I’m not exaggerating when I say I hated high school. I was a good student and I enjoyed classes because in the classroom I knew what teachers expected of me. But outside of class I had to navigate a neurotypical labyrinth of hidden meanings, emotions, jokes and arguments that I could barely keep up with.
I could have spoken to someone about all this but how do you tell someone that you don’t know how to be a teenager? For me the main issue wasn’t my anxiety, it was what was causing it. And I didn’t seriously consider autism at the time because I didn’t look like other autistic people that I knew. So I tried desperately to fit in. I went to parties, I joined clubs, I tried to date people. But a lot of it still felt painfully forced, like I was putting up a facade. Especially dating, because I felt that I couldn’t ever fully open up to someone because they would call me a freak and leave. These are all very heavy and lonely thoughts for a teenager to deal with, and honestly I don’t know how I did it.
Unfortunately, this loneliness and isolation lead me to enter a very toxic relationship at the end of high school. I saw all the red flags, and ignored them all. I saw their possessiveness and obsession and comforted myself that I was finally important to someone. I saw their mental health problems and distracted myself from my own by trying to “fix” them. They hurt me, in many horrible and manipulative ways, and took advantage of my insecurities.
I was in that relationship for a year and a half before it ended. By this point, my mental health was dangerously poor and I had lost a lot of love for myself.
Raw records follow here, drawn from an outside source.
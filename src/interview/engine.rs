//! Turn handling and final evaluation

use std::sync::Arc;

use crate::Result;
use crate::llm::ChatCompletion;

use super::{Role, Turn, Utterance, classify, prompts};

/// Outcome of one interview turn
///
/// Serializes as the `X-Conversation-Data` payload the browser client reads.
#[derive(Debug, Clone, serde::Serialize)]
pub struct TurnReply {
    /// What the candidate was heard to say, after transcription filtering
    pub user_text: String,
    /// What the interviewer says next
    pub ai_text: String,
    /// Updated history for the client to send with the next request
    pub history: Vec<Turn>,
}

/// Drives the interview conversation over a chat completion capability
///
/// The engine owns the personas and prepends the right one to every model
/// prompt. Caller-supplied histories never contribute system turns, so each
/// prompt carries exactly one.
pub struct InterviewEngine {
    chat: Arc<dyn ChatCompletion>,
    turn_temperature: f32,
    summary_temperature: f32,
}

impl InterviewEngine {
    #[must_use]
    pub fn new(chat: Arc<dyn ChatCompletion>, turn_temperature: f32, summary_temperature: f32) -> Self {
        Self { chat, turn_temperature, summary_temperature }
    }

    /// Fixed opening prompt; identical for every session, no model call
    #[must_use]
    pub fn opening_prompt(&self) -> &'static str {
        prompts::GREETING
    }

    /// Handle one spoken answer.
    ///
    /// Empty or junk utterances produce the fixed clarification request and
    /// leave the history untouched. A substantive answer goes to the model
    /// and appends a user turn and an assistant turn, in that order.
    ///
    /// # Errors
    ///
    /// Returns an error if the chat completion call fails.
    pub async fn handle_turn(&self, history: Vec<Turn>, user_text: &str) -> Result<TurnReply> {
        match classify(user_text) {
            Utterance::Empty | Utterance::Junk => {
                tracing::debug!(transcript = %user_text, "no usable speech, asking candidate to repeat");
                Ok(TurnReply {
                    user_text: user_text.to_string(),
                    ai_text: prompts::CLARIFICATION_REQUEST.to_string(),
                    history,
                })
            }
            Utterance::Substantive => {
                let mut messages = Vec::with_capacity(history.len() + 2);
                messages.push(Turn::system(prompts::INTERVIEWER_PERSONA));
                messages.extend(history.iter().filter(|t| t.role != Role::System).cloned());
                messages.push(Turn::user(user_text));

                let ai_text = self.chat.complete(&messages, self.turn_temperature).await?;

                let mut history = history;
                history.push(Turn::user(user_text));
                history.push(Turn::assistant(ai_text.clone()));

                Ok(TurnReply { user_text: user_text.to_string(), ai_text, history })
            }
        }
    }

    /// Produce the final scored debrief for a finished interview.
    ///
    /// A history without a single user turn means the candidate never
    /// answered; the fixed early-end message is returned without a model
    /// call.
    ///
    /// # Errors
    ///
    /// Returns an error if the chat completion call fails.
    pub async fn summarize(&self, history: &[Turn]) -> Result<String> {
        let user_turns = history.iter().filter(|t| t.role == Role::User).count();
        if user_turns == 0 {
            tracing::info!("summary requested before any answer was given");
            return Ok(prompts::EARLY_END_FEEDBACK.to_string());
        }

        let mut messages = Vec::with_capacity(history.len() + 1);
        messages.push(Turn::system(prompts::EVALUATION_PERSONA));
        messages.extend(history.iter().filter(|t| t.role != Role::System).cloned());

        tracing::debug!(user_turns, "requesting final evaluation");
        self.chat.complete(&messages, self.summary_temperature).await
    }
}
I felt numb most of the time, and my outlook on life became more cynical and hardened. My anxiety showed itself in panic attacks where I scratched my arms to direct the pain elsewhere, and recklessness as I tried to take back control. I started to avoid social situations and cut myself off from a lot of important people who I cared about.
Healing and Happiness
Thankfully I got out of that relationship, and I have started to heal. When I think back to it, it feels like a long period of blackness where my brain shut out happiness. Maybe this was depression, I still don’t know. It has taken a lot of personal work to get to where I am now. I still have anxiety and bad days. I still have panic attacks. But I’m happier now. I’m learning about myself with an autism diagnosis and this gives me a new perspective when looking back on my past. I have also learned not to blame myself for staying in that relationships.
One thing that surprised me over the last year is that after I opened up to friends and family about my autism diagnosis and then my anxiety, they started to open up to me too. I guess sometimes we need someone to be brave to allow us to be brave, but I’m glad that I have reached the point where I can help others. I hope that this post has the same effect on others that read it.
I think that confidence is an important mindset that everyone – especially autistic people – should aim for, through self-acceptance and self-love.
I know this might seem unattainable for a lot of autistic people, but please try to believe in yourself a little bit more. Look after your mental health and don’t be afraid to talk about it. I am by no means at the stage I want to be with my mental health, but I’m working towards it. We will always be autistic but that doesn’t have to be accompanied by poor mental health. We deserve better than that.